> [Data for review]:

◇ ◇ ◇ ◇ ◇ ◇ ◇

//! Shared test utilities for the profile-page test suite.
//!
//! Provides row and document builders plus an on-disk fixture profile.
//!
//! # Usage
//!
//! ```rust
//! use crate::test_helpers::*;
//!
//! let tmp = TempDir::new().unwrap();
//! write_profile(tmp.path());
//! let report = build(tmp.path(), &tmp.path().join("dist"), secrets()).unwrap();
//! ```

use std::fs;
use std::path::Path;

use crate::load::Secrets;
use crate::types::{Contact, Document, Row, RowValue, Section};

// =========================================================================
// Builders
// =========================================================================

pub fn secrets() -> Secrets {
    Secrets {
        email: "jane@example.com".to_string(),
        phone: "+39 345 123 7212".to_string(),
    }
}

pub fn plain_row(title: &str, value: &str) -> Row {
    Row {
        title: title.to_string(),
        value: RowValue::Plain(value.to_string()),
    }
}

pub fn table_row(title: &str, grid: &[&[&str]]) -> Row {
    Row {
        title: title.to_string(),
        value: RowValue::Table(
            grid.iter()
                .map(|cells| cells.iter().map(|c| c.to_string()).collect())
                .collect(),
        ),
    }
}

/// Finalized document for "Jane Doe" in Rome with the given sections.
pub fn document_with(sections: Vec<Section>) -> Document {
    let secrets = secrets();
    Document {
        name: "Jane Doe".to_string(),
        contact: Contact {
            email: secrets.email,
            phone: secrets.phone,
            location: "Rome, Italy".to_string(),
        },
        sections,
    }
}

// =========================================================================
// Fixture setup
// =========================================================================

pub const FIXTURE_DATA: &str = r#"{
  "name": "Jane Doe",
  "contact": { "email": "ignored@example.com", "phone": "000", "location": "Rome, Italy" },
  "sections": [
    {
      "title": "Skills",
      "blocks": [
        {
          "rows": [
            { "title": "Skill", "type": "text", "value": "Go" },
            { "title": "Grid", "type": "table", "value": [["a", "b"], ["c", "d"]] }
          ]
        }
      ]
    }
  ]
}
"#;

pub const FIXTURE_TEMPLATE: &str =
    "<!DOCTYPE html><html><head><title>{{name}}</title></head><body>{{content}}</body></html>\n";

/// Write `data.json`, `template.html` and `style.css` into `dir`.
pub fn write_profile(dir: &Path) {
    fs::write(dir.join("data.json"), FIXTURE_DATA).unwrap();
    fs::write(dir.join("template.html"), FIXTURE_TEMPLATE).unwrap();
    fs::write(dir.join("style.css"), "body { margin: 0; }\n").unwrap();
}
//! `IrType` -> inkwell type lowering.
//!
//! `IrType` is recursive (pointers, structures, arrays, function types),
//! so this conversion recurses through its variants rather than matching
//! a flat enum.

use classforge_ir::{IntWidth, IrType};
use inkwell::types::{BasicMetadataTypeEnum, BasicType, BasicTypeEnum, FunctionType};
use inkwell::AddressSpace;

use crate::context::CodegenCtx;

pub trait IntoBasicTypeMetadata<'ll> {
    fn into_basic_type_metadata(&self, ctx: &CodegenCtx<'ll>) -> BasicMetadataTypeEnum<'ll>;
}

pub trait IntoBasicType<'ll> {
    fn into_basic_type(&self, ctx: &CodegenCtx<'ll>) -> BasicTypeEnum<'ll>;
}

impl<'ll> IntoBasicTypeMetadata<'ll> for IrType {
    fn into_basic_type_metadata(&self, ctx: &CodegenCtx<'ll>) -> BasicMetadataTypeEnum<'ll> {
        self.into_basic_type(ctx).into()
    }
}

impl<'ll> IntoBasicType<'ll> for IrType {
    fn into_basic_type(&self, ctx: &CodegenCtx<'ll>) -> BasicTypeEnum<'ll> {
        match self {
            IrType::Void => panic!("`void` has no basic-type representation; use it only in return position"),
            IrType::Integer(width) => BasicTypeEnum::IntType(match width {
                IntWidth::W8 => ctx.ll_context.i8_type(),
                IntWidth::W16 => ctx.ll_context.i16_type(),
                IntWidth::W32 => ctx.ll_context.i32_type(),
                IntWidth::W64 => ctx.ll_context.i64_type(),
            }),
            IrType::Float => BasicTypeEnum::FloatType(ctx.ll_context.f32_type()),
            IrType::Double => BasicTypeEnum::FloatType(ctx.ll_context.f64_type()),
            IrType::Pointer(_) => BasicTypeEnum::PointerType(ctx.ll_context.ptr_type(AddressSpace::default())),
            IrType::Opaque(name) => {
                let resolved = ctx
                    .type_arena
                    .resolve(name)
                    .unwrap_or_else(|| panic!("unresolved opaque type `{name}` reached codegen"));
                resolved.into_basic_type(ctx)
            }
            IrType::Structure { fields, packed, .. } => {
                let field_tys: Vec<BasicTypeEnum> = fields.iter().map(|f| f.into_basic_type(ctx)).collect();
                BasicTypeEnum::StructType(ctx.ll_context.struct_type(&field_tys, *packed))
            }
            IrType::Array { elem, count } => {
                BasicTypeEnum::ArrayType(elem.into_basic_type(ctx).array_type(*count as u32))
            }
            IrType::Function { .. } => {
                panic!("a function type has no basic-type representation; use `function_type_of`")
            }
        }
    }
}

/// Lowers a function-shaped `IrType` directly to an inkwell `FunctionType`,
/// since `FunctionType` is not itself a `BasicTypeEnum` variant.
pub fn function_type_of<'ll>(params: &[IrType], ret: &IrType, ctx: &CodegenCtx<'ll>) -> FunctionType<'ll> {
    let param_tys: Vec<BasicMetadataTypeEnum> = params.iter().map(|p| p.into_basic_type_metadata(ctx)).collect();
    match ret {
        IrType::Void => ctx.ll_context.void_type().fn_type(&param_tys, false),
        other => match other.into_basic_type(ctx) {
            BasicTypeEnum::ArrayType(t) => t.fn_type(&param_tys, false),
            BasicTypeEnum::FloatType(t) => t.fn_type(&param_tys, false),
            BasicTypeEnum::IntType(t) => t.fn_type(&param_tys, false),
            BasicTypeEnum::PointerType(t) => t.fn_type(&param_tys, false),
            BasicTypeEnum::StructType(t) => t.fn_type(&param_tys, false),
            BasicTypeEnum::VectorType(t) => t.fn_type(&param_tys, false),
        },
    }
}
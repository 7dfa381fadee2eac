//! The IR type algebra, data layout engine, and managed-to-IR type mapper:
//! everything needed to turn class-file descriptors and managed classes
//! into low-level typed IR, independent of any particular backend.

pub mod class;
pub mod constexpr;
pub mod descriptor;
pub mod error;
pub mod ir_type;
pub mod layout;
pub mod linkage;
pub mod signature;

pub use class::{ClassTable, ManagedClass, ManagedField};
pub use descriptor::{parse_field_descriptor, parse_method_descriptor, FieldDescriptor, MethodDescriptor};
pub use error::{DescriptorError, MapperError};
pub use ir_type::{IntWidth, IrType, TypeArena};
pub use layout::LayoutCtx;
pub use signature::{build_signature, env_ptr_type, object_ptr_type, MethodShape};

◇ ◇ ◇ ◇ ◇ ◇ ◇

> [Work request]: Out of the data above, return each line where the word "collect" can be found.

> [Result of the task]:
                .map(|cells| cells.iter().map(|c| c.to_string()).collect())
                .collect(),
                let field_tys: Vec<BasicTypeEnum> = fields.iter().map(|f| f.into_basic_type(ctx)).collect();
    let param_tys: Vec<BasicMetadataTypeEnum> = params.iter().map(|p| p.into_basic_type_metadata(ctx)).collect();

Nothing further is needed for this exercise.